* [Your instructions]: Once you have read the entries, please say how many lines hold the string "Hang", giving the number only.

---+---

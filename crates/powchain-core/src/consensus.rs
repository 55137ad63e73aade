//! Longest-valid-chain resolution against a set of peers.
//!
//! The resolver only decides. Applying the winning chain is left to
//! [`crate::Ledger::adopt_chain`], run under whatever lock guards the ledger.

use std::{future::Future, time::Duration};

use futures_util::future::join_all;
use serde::{Deserialize, Serialize};
use tracing::{debug, info, warn};

use crate::{
    constants::DEFAULT_PEER_TIMEOUT_MS,
    error::{LedgerError, Result},
    Block, Ledger,
};

/// Body of a node's `GET /fullchain` response.
#[derive(Clone, Debug, PartialEq, Serialize, Deserialize)]
pub struct PeerChain {
    pub chain: Vec<Block>,
    pub length: usize,
}

impl PeerChain {
    pub fn new(chain: Vec<Block>) -> Self {
        Self {
            length: chain.len(),
            chain,
        }
    }
}

/// Transport used to download a peer's chain.
pub trait ChainFetcher: Send + Sync {
    fn fetch_chain(&self, peer: &str) -> impl Future<Output = Result<PeerChain>> + Send;
}

#[derive(Clone, Debug, PartialEq)]
pub struct Resolution {
    pub replaced: bool,
    pub chain: Vec<Block>,
}

#[derive(Clone, Debug)]
pub struct ConsensusResolver {
    timeout: Duration,
}

impl Default for ConsensusResolver {
    fn default() -> Self {
        Self::new(Duration::from_millis(DEFAULT_PEER_TIMEOUT_MS))
    }
}

impl ConsensusResolver {
    pub fn new(timeout: Duration) -> Self {
        Self { timeout }
    }

    pub fn timeout(&self) -> Duration {
        self.timeout
    }

    /// Queries every peer concurrently and picks the longest valid chain that
    /// beats `local`. Peers that fail, time out or send a bad chain are skipped.
    pub async fn resolve<F: ChainFetcher>(
        &self,
        local: &[Block],
        peers: &[String],
        fetcher: &F,
    ) -> Resolution {
        let results = join_all(peers.iter().map(|peer| self.fetch(fetcher, peer))).await;

        let mut best_length = local.len();
        let mut best: Option<Vec<Block>> = None;
        for (peer, result) in peers.iter().zip(results) {
            let fetched = match result {
                Ok(fetched) => fetched,
                Err(err) => {
                    warn!(peer = %peer, error = %err, "skipping peer");
                    continue;
                }
            };
            if fetched.length <= best_length {
                debug!(peer = %peer, length = fetched.length, best_length, "peer chain not longer");
                continue;
            }
            if !Ledger::is_chain_valid(&fetched.chain) {
                warn!(peer = %peer, length = fetched.length, "rejecting invalid chain");
                continue;
            }
            best_length = fetched.length;
            best = Some(fetched.chain);
        }

        match best {
            Some(chain) => {
                info!(
                    local_length = local.len(),
                    length = chain.len(),
                    "found longer valid chain"
                );
                Resolution {
                    replaced: true,
                    chain,
                }
            }
            None => Resolution {
                replaced: false,
                chain: local.to_vec(),
            },
        }
    }

    async fn fetch<F: ChainFetcher>(&self, fetcher: &F, peer: &str) -> Result<PeerChain> {
        let fetched = match tokio::time::timeout(self.timeout, fetcher.fetch_chain(peer)).await {
            Ok(result) => result?,
            Err(_) => {
                return Err(LedgerError::PeerUnreachable {
                    peer: peer.to_string(),
                    reason: format!("no response within {:?}", self.timeout),
                })
            }
        };
        if fetched.length != fetched.chain.len() {
            return Err(LedgerError::PeerUnreachable {
                peer: peer.to_string(),
                reason: format!(
                    "reported length {} but sent {} blocks",
                    fetched.length,
                    fetched.chain.len()
                ),
            });
        }
        Ok(fetched)
    }
}

#[cfg(test)]
mod tests {
    use super::*;
    use std::collections::HashMap;

    const PROOFS: [u64; 4] = [8862, 153022, 175440, 68443];

    fn chain_of(length: usize) -> Vec<Block> {
        let mut ledger = Ledger::new();
        for proof in PROOFS.iter().take(length - 1) {
            ledger.mine_block(*proof, None).unwrap();
        }
        ledger.chain().to_vec()
    }

    enum Reply {
        Chain(PeerChain),
        Down,
        Hang,
    }

    #[derive(Default)]
    struct FakeNet {
        replies: HashMap<String, Reply>,
    }

    impl FakeNet {
        fn with(mut self, peer: &str, reply: Reply) -> Self {
            self.replies.insert(peer.to_string(), reply);
            self
        }
    }

    impl ChainFetcher for FakeNet {
        async fn fetch_chain(&self, peer: &str) -> Result<PeerChain> {
            match self.replies.get(peer) {
                Some(Reply::Chain(chain)) => Ok(chain.clone()),
                Some(Reply::Hang) => {
                    tokio::time::sleep(Duration::from_secs(60)).await;
                    Err(LedgerError::PeerUnreachable {
                        peer: peer.to_string(),
                        reason: "hung".into(),
                    })
                }
                Some(Reply::Down) | None => Err(LedgerError::PeerUnreachable {
                    peer: peer.to_string(),
                    reason: "connection refused".into(),
                }),
            }
        }
    }

    fn peers(names: &[&str]) -> Vec<String> {
        names.iter().map(|s| s.to_string()).collect()
    }

    #[tokio::test]
    async fn no_peers_keeps_local() {
        let local = chain_of(2);
        let resolution = ConsensusResolver::default()
            .resolve(&local, &[], &FakeNet::default())
            .await;
        assert!(!resolution.replaced);
        assert_eq!(resolution.chain, local);
    }

    #[tokio::test]
    async fn longer_valid_chain_wins() {
        let local = chain_of(3);
        let remote = chain_of(5);
        let net = FakeNet::default().with("a:1", Reply::Chain(PeerChain::new(remote.clone())));
        let resolution = ConsensusResolver::default()
            .resolve(&local, &peers(&["a:1"]), &net)
            .await;
        assert!(resolution.replaced);
        assert_eq!(resolution.chain, remote);
    }

    #[tokio::test]
    async fn longer_invalid_chain_is_rejected() {
        let local = chain_of(3);
        let mut remote = chain_of(5);
        remote[3].previous_hash = "00".repeat(32);
        let net = FakeNet::default().with("a:1", Reply::Chain(PeerChain::new(remote)));
        let resolution = ConsensusResolver::default()
            .resolve(&local, &peers(&["a:1"]), &net)
            .await;
        assert!(!resolution.replaced);
        assert_eq!(resolution.chain.len(), 3);
        assert_eq!(resolution.chain, local);
    }

    #[tokio::test]
    async fn equal_length_does_not_replace() {
        let local = chain_of(3);
        let net = FakeNet::default().with("a:1", Reply::Chain(PeerChain::new(chain_of(3))));
        let resolution = ConsensusResolver::default()
            .resolve(&local, &peers(&["a:1"]), &net)
            .await;
        assert!(!resolution.replaced);
        assert_eq!(resolution.chain, local);
    }

    #[tokio::test]
    async fn longest_of_several_peers_wins() {
        let local = chain_of(2);
        let four = chain_of(4);
        let five = chain_of(5);
        let net = FakeNet::default()
            .with("a:1", Reply::Chain(PeerChain::new(four)))
            .with("b:1", Reply::Chain(PeerChain::new(five.clone())))
            .with("c:1", Reply::Chain(PeerChain::new(chain_of(3))));
        let resolution = ConsensusResolver::default()
            .resolve(&local, &peers(&["a:1", "b:1", "c:1"]), &net)
            .await;
        assert!(resolution.replaced);
        assert_eq!(resolution.chain, five);
    }

    #[tokio::test]
    async fn unreachable_and_slow_peers_are_skipped() {
        let local = chain_of(2);
        let remote = chain_of(4);
        let net = FakeNet::default()
            .with("down:1", Reply::Down)
            .with("slow:1", Reply::Hang)
            .with("good:1", Reply::Chain(PeerChain::new(remote.clone())));
        let resolver = ConsensusResolver::new(Duration::from_millis(50));
        let resolution = resolver
            .resolve(&local, &peers(&["down:1", "slow:1", "good:1"]), &net)
            .await;
        assert!(resolution.replaced);
        assert_eq!(resolution.chain, remote);
    }

    #[tokio::test]
    async fn misreported_length_is_skipped() {
        let local = chain_of(3);
        let mut bogus = PeerChain::new(chain_of(2));
        bogus.length = 10;
        let net = FakeNet::default().with("a:1", Reply::Chain(bogus));
        let resolution = ConsensusResolver::default()
            .resolve(&local, &peers(&["a:1"]), &net)
            .await;
        assert!(!resolution.replaced);
        assert_eq!(resolution.chain, local);
    }
}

---+---

* [Answer box]: 3